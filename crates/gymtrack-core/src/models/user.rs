use serde::{Deserialize, Serialize};

use super::de;

/// The authenticated account as returned by `POST /sessions`.
#[derive(Debug, Clone, PartialEq, Eq, Serialize, Deserialize)]
#[cfg_attr(feature = "ts", derive(ts_rs::TS), ts(export))]
pub struct User {
    #[serde(deserialize_with = "de::string_or_number")]
    pub id: String,
    pub name: String,
    pub email: String,
    #[serde(default, skip_serializing_if = "Option::is_none")]
    pub avatar: Option<String>,
}

impl User {
    pub fn has_avatar(&self) -> bool {
        self.avatar.as_deref().is_some_and(|a| !a.is_empty())
    }
}

/// Fields a profile edit may change. `None` leaves the field as it is.
#[derive(Debug, Clone, Default)]
pub struct ProfileUpdate {
    pub name: Option<String>,
    pub password: Option<PasswordChange>,
}

impl ProfileUpdate {
    pub fn name(name: impl Into<String>) -> Self {
        Self {
            name: Some(name.into()),
            password: None,
        }
    }

    pub fn with_password(mut self, old: impl Into<String>, new: impl Into<String>) -> Self {
        self.password = Some(PasswordChange {
            old_password: old.into(),
            new_password: new.into(),
        });
        self
    }

    /// Apply the changed fields to a copy of `user`.
    pub fn merged_into(&self, user: &User) -> User {
        let mut merged = user.clone();
        if let Some(ref name) = self.name {
            merged.name = name.clone();
        }
        merged
    }
}

#[derive(Debug, Clone)]
pub struct PasswordChange {
    pub old_password: String,
    pub new_password: String,
}

/// A photo picked by the user, ready for `PATCH /users/avatar`.
#[derive(Debug, Clone)]
pub struct AvatarUpload {
    pub file_name: String,
    pub content_type: String,
    pub bytes: Vec<u8>,
}

impl AvatarUpload {
    /// Build an upload for a picked photo. The file is named after the
    /// user's name with spaces removed, lowercased, plus `extension`.
    pub fn for_user(user: &User, extension: &str, bytes: Vec<u8>) -> Self {
        let extension = extension.trim_start_matches('.').to_lowercase();
        let subtype = match extension.as_str() {
            "jpg" => "jpeg",
            other => other,
        };
        Self {
            file_name: format!("{}.{}", user.name.replace(' ', "").to_lowercase(), extension),
            content_type: format!("image/{}", subtype),
            bytes,
        }
    }

    pub fn size(&self) -> usize {
        self.bytes.len()
    }
}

┄┄┄┄┄┄┄┄┄┄┄┄┄┄┄┄┄┄┄┄

What to work on: Isolate the lines above that contain the word "serde" and copy them.

Output below:
use serde::{Deserialize, Serialize};
    #[serde(deserialize_with = "de::string_or_number")]
    #[serde(default, skip_serializing_if = "Option::is_none")]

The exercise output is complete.